**Work order**
Output the records exactly. Include every line.

**Supplied records**
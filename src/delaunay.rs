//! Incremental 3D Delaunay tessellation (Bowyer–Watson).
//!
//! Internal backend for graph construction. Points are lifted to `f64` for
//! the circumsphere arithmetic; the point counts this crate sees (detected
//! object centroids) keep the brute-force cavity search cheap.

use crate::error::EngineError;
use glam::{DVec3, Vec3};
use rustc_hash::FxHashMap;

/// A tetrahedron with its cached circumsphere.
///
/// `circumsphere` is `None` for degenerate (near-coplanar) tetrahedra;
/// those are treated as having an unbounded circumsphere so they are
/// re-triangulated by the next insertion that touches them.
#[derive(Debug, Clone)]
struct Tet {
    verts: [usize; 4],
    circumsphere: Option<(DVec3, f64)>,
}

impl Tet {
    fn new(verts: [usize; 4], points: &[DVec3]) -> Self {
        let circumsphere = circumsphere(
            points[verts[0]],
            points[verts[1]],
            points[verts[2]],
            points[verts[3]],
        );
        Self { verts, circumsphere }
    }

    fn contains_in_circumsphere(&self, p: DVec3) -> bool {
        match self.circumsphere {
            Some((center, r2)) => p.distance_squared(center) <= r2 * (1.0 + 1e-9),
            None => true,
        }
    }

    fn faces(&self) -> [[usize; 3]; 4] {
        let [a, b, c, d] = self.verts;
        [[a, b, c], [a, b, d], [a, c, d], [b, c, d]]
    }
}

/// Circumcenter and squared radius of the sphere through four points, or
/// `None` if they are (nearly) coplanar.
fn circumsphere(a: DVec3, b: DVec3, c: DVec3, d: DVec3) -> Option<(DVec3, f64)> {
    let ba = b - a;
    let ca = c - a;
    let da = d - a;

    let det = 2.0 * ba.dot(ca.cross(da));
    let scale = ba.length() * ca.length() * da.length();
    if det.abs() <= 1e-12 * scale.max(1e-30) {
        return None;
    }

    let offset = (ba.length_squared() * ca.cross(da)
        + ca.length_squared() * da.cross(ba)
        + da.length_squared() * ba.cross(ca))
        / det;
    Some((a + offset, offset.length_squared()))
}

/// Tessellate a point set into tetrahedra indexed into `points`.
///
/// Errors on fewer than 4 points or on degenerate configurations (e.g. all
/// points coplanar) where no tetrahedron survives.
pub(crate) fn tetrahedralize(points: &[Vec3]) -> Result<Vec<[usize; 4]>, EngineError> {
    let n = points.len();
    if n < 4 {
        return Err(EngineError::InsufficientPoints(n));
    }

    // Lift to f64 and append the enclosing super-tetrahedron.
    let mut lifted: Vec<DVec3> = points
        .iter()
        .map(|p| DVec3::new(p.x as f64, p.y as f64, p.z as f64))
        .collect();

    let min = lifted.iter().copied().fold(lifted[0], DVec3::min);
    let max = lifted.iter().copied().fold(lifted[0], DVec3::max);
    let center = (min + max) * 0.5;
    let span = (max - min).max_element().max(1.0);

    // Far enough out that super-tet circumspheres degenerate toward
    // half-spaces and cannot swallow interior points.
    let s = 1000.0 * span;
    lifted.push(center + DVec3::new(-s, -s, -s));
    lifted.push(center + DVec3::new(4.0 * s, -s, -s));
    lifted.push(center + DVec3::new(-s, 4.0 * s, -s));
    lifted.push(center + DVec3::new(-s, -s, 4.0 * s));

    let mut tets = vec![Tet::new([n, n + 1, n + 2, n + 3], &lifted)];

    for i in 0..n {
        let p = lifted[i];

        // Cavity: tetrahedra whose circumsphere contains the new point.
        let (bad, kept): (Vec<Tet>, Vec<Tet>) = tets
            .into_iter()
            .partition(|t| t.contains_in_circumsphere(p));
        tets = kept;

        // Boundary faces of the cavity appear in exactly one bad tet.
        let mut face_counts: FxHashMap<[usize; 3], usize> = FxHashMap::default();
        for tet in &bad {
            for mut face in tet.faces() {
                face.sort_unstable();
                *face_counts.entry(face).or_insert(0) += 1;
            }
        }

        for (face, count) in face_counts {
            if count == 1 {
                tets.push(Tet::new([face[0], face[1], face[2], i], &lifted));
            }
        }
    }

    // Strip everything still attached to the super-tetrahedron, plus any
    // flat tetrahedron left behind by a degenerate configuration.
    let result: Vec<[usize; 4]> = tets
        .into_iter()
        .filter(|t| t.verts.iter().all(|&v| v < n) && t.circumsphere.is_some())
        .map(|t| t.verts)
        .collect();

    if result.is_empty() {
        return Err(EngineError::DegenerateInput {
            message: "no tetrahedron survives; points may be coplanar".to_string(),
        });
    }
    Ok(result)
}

**Output for this task**
filename src/delaunay.rs
//! Incremental 3D Delaunay tessellation (Bowyer–Watson).
//!
//! Internal backend for graph construction. Points are lifted to `f64` for
//! the circumsphere arithmetic; the point counts this crate sees (detected
//! object centroids) keep the brute-force cavity search cheap.

use crate::error::EngineError;
use glam::{DVec3, Vec3};
use rustc_hash::FxHashMap;

/// A tetrahedron with its cached circumsphere.
///
/// `circumsphere` is `None` for degenerate (near-coplanar) tetrahedra;
/// those are treated as having an unbounded circumsphere so they are
/// re-triangulated by the next insertion that touches them.
#[derive(Debug, Clone)]
struct Tet {
    verts: [usize; 4],
    circumsphere: Option<(DVec3, f64)>,
}

impl Tet {
    fn new(verts: [usize; 4], points: &[DVec3]) -> Self {
        let circumsphere = circumsphere(
            points[verts[0]],
            points[verts[1]],
            points[verts[2]],
            points[verts[3]],
        );
        Self { verts, circumsphere }
    }

    fn contains_in_circumsphere(&self, p: DVec3) -> bool {
        match self.circumsphere {
            Some((center, r2)) => p.distance_squared(center) <= r2 * (1.0 + 1e-9),
            None => true,
        }
    }

    fn faces(&self) -> [[usize; 3]; 4] {
        let [a, b, c, d] = self.verts;
        [[a, b, c], [a, b, d], [a, c, d], [b, c, d]]
    }
}

/// Circumcenter and squared radius of the sphere through four points, or
/// `None` if they are (nearly) coplanar.
fn circumsphere(a: DVec3, b: DVec3, c: DVec3, d: DVec3) -> Option<(DVec3, f64)> {
    let ba = b - a;
    let ca = c - a;
    let da = d - a;

    let det = 2.0 * ba.dot(ca.cross(da));
    let scale = ba.length() * ca.length() * da.length();
    if det.abs() <= 1e-12 * scale.max(1e-30) {
        return None;
    }

    let offset = (ba.length_squared() * ca.cross(da)
        + ca.length_squared() * da.cross(ba)
        + da.length_squared() * ba.cross(ca))
        / det;
    Some((a + offset, offset.length_squared()))
}

/// Tessellate a point set into tetrahedra indexed into `points`.
///
/// Errors on fewer than 4 points or on degenerate configurations (e.g. all
/// points coplanar) where no tetrahedron survives.
pub(crate) fn tetrahedralize(points: &[Vec3]) -> Result<Vec<[usize; 4]>, EngineError> {
    let n = points.len();
    if n < 4 {
        return Err(EngineError::InsufficientPoints(n));
    }

    // Lift to f64 and append the enclosing super-tetrahedron.
    let mut lifted: Vec<DVec3> = points
        .iter()
        .map(|p| DVec3::new(p.x as f64, p.y as f64, p.z as f64))
        .collect();

    let min = lifted.iter().copied().fold(lifted[0], DVec3::min);
    let max = lifted.iter().copied().fold(lifted[0], DVec3::max);
    let center = (min + max) * 0.5;
    let span = (max - min).max_element().max(1.0);

    // Far enough out that super-tet circumspheres degenerate toward
    // half-spaces and cannot swallow interior points.
    let s = 1000.0 * span;
    lifted.push(center + DVec3::new(-s, -s, -s));
    lifted.push(center + DVec3::new(4.0 * s, -s, -s));
    lifted.push(center + DVec3::new(-s, 4.0 * s, -s));
    lifted.push(center + DVec3::new(-s, -s, 4.0 * s));

    let mut tets = vec![Tet::new([n, n + 1, n + 2, n + 3], &lifted)];

    for i in 0..n {
        let p = lifted[i];

        // Cavity: tetrahedra whose circumsphere contains the new point.
        let (bad, kept): (Vec<Tet>, Vec<Tet>) = tets
            .into_iter()
            .partition(|t| t.contains_in_circumsphere(p));
        tets = kept;

        // Boundary faces of the cavity appear in exactly one bad tet.
        let mut face_counts: FxHashMap<[usize; 3], usize> = FxHashMap::default();
        for tet in &bad {
            for mut face in tet.faces() {
                face.sort_unstable();
                *face_counts.entry(face).or_insert(0) += 1;
            }
        }

        for (face, count) in face_counts {
            if count == 1 {
                tets.push(Tet::new([face[0], face[1], face[2], i], &lifted));
            }
        }
    }

    // Strip everything still attached to the super-tetrahedron, plus any
    // flat tetrahedron left behind by a degenerate configuration.
    let result: Vec<[usize; 4]> = tets
        .into_iter()
        .filter(|t| t.verts.iter().all(|&v| v < n) && t.circumsphere.is_some())
        .map(|t| t.verts)
        .collect();

    if result.is_empty() {
        return Err(EngineError::DegenerateInput {
            message: "no tetrahedron survives; points may be coplanar".to_string(),
        });
    }
    Ok(result)
}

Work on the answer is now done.